*** Opening of Records shown ***

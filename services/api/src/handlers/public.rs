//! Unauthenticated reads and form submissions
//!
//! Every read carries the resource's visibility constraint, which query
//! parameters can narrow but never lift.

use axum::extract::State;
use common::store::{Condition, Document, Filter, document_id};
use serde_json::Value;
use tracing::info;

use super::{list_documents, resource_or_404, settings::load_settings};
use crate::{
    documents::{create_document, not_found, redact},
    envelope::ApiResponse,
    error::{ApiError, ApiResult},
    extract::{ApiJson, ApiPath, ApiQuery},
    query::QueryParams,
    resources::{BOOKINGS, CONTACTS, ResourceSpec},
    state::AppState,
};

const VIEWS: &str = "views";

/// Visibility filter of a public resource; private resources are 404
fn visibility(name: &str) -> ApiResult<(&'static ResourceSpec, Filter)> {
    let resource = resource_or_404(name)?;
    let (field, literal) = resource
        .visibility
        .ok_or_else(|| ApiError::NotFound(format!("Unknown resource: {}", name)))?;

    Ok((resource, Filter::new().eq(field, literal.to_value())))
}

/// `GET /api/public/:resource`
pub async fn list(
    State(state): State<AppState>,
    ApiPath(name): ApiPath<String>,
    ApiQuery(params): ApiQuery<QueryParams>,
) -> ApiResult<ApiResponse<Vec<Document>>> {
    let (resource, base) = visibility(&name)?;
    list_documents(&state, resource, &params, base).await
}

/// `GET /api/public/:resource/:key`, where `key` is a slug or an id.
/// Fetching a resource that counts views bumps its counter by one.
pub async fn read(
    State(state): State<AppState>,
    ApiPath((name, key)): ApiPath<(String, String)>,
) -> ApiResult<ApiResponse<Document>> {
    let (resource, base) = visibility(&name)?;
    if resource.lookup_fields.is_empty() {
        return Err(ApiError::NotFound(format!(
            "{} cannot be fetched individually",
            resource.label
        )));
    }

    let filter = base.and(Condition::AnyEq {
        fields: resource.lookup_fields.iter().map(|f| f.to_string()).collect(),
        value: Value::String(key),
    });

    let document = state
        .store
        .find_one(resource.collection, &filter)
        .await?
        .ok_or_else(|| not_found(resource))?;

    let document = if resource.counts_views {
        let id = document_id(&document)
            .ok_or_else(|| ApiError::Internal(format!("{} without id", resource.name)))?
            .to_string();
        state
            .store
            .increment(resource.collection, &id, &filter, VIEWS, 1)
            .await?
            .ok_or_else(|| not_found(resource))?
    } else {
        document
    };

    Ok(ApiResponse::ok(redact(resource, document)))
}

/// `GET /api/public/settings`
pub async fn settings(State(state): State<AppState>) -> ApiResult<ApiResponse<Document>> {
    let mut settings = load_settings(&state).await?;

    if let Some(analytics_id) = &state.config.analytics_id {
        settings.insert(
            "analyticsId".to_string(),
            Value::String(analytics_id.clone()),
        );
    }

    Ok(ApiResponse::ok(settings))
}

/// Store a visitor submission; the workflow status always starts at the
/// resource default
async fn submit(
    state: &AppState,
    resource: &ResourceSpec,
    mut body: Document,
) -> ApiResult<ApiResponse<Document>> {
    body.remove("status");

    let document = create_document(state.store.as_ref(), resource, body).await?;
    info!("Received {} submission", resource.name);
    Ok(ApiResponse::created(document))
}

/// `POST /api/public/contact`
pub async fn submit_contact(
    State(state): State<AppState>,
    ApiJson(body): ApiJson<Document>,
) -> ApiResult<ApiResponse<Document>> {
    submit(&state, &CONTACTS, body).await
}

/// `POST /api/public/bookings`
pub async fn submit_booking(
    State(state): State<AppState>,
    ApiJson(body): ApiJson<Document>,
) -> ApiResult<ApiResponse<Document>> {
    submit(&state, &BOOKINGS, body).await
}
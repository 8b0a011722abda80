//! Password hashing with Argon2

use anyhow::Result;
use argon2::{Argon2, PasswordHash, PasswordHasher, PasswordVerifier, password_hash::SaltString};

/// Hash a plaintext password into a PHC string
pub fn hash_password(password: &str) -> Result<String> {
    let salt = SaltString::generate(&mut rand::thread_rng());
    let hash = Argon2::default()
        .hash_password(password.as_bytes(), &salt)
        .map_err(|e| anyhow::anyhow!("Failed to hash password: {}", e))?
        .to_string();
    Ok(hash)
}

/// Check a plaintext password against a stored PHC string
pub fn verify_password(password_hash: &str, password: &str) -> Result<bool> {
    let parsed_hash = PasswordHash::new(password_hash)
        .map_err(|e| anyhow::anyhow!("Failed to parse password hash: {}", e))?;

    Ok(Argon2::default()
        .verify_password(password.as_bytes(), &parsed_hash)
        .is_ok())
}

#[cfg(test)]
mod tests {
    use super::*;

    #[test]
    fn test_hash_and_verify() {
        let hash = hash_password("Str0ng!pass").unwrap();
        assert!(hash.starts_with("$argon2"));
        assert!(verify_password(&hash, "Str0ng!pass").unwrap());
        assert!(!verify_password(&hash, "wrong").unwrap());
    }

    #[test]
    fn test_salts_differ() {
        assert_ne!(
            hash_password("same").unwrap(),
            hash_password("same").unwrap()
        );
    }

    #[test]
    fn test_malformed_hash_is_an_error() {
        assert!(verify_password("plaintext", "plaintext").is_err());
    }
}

*** Close of Records shown ***

* _Work request_
Determine how many lines of the records above hold the word "ApiPath" and give the number with nothing added.

* _Written response_
3